Over the past decade, Singapore has largely dominated the captive insurance and reinsurance market in Asia by offering tax exemptions for qualifying income derived from insuring and reinsuring offshore risks. In a bid to combat Singapore's dominance and attract more enterprises (particularly China's large corporations) to form their captive insurers in Hong Kong, the Financial Secretary of Hong Kong (Financial Secretary), in his 2013/14 budget speech on 27 February 2013, proposed to extend the concessionary profits tax rate for offshore reinsurance currently enjoyed by reinsurers (being 50% of the normal profits tax rate in Hong Kong) to the offshore insurance business of captive insurers.
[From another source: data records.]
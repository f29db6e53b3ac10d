// Copyright (c) 2025 Fabstir
// SPDX-License-Identifier: BUSL-1.1
use axum::{extract::State, Json};
use serde::{Deserialize, Serialize};

use crate::api::http_server::AppState;
use crate::version;
use crate::vision::ModelAvailability;

#[derive(Debug, Clone, Serialize, Deserialize)]
pub struct RootResponse {
    pub message: String,
    pub health: String,
    pub analyze: String,
}

#[derive(Debug, Clone, Serialize)]
pub struct HealthResponse {
    pub status: String,
    pub models: ModelAvailability,
}

/// GET / - Liveness message with pointers to the other endpoints
pub async fn root_handler() -> Json<RootResponse> {
    Json(RootResponse {
        message: format!("{} backend is running", version::SERVICE_NAME),
        health: "/health".to_string(),
        analyze: "/analyze".to_string(),
    })
}

/// GET /health - Per-model load status
pub async fn health_handler(State(state): State<AppState>) -> Json<HealthResponse> {
    Json(HealthResponse {
        status: "ok".to_string(),
        models: state.models.availability(),
    })
}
In addition to the Financial Secretary's proposal, there are a number of regulatory concessions already available in Hong Kong to captive insurers,
including:

  • lower minimum capital requirements
  • lower solvency requirements
  • an exemption from the requirement to maintain assets in Hong Kong
  • the valuation of assets and liabilities on the basis of Generally Accepted Accounting Principles and not in accordance with the Insurance Companies (General Business) (Valuation) Regulation

Taken together, these radical new, and the more established, concessions are giving considerable food for thought to the more substantial and sophisticated companies currently exploring ways of rationalising their insurance structures and achieving potentially significant costs savings.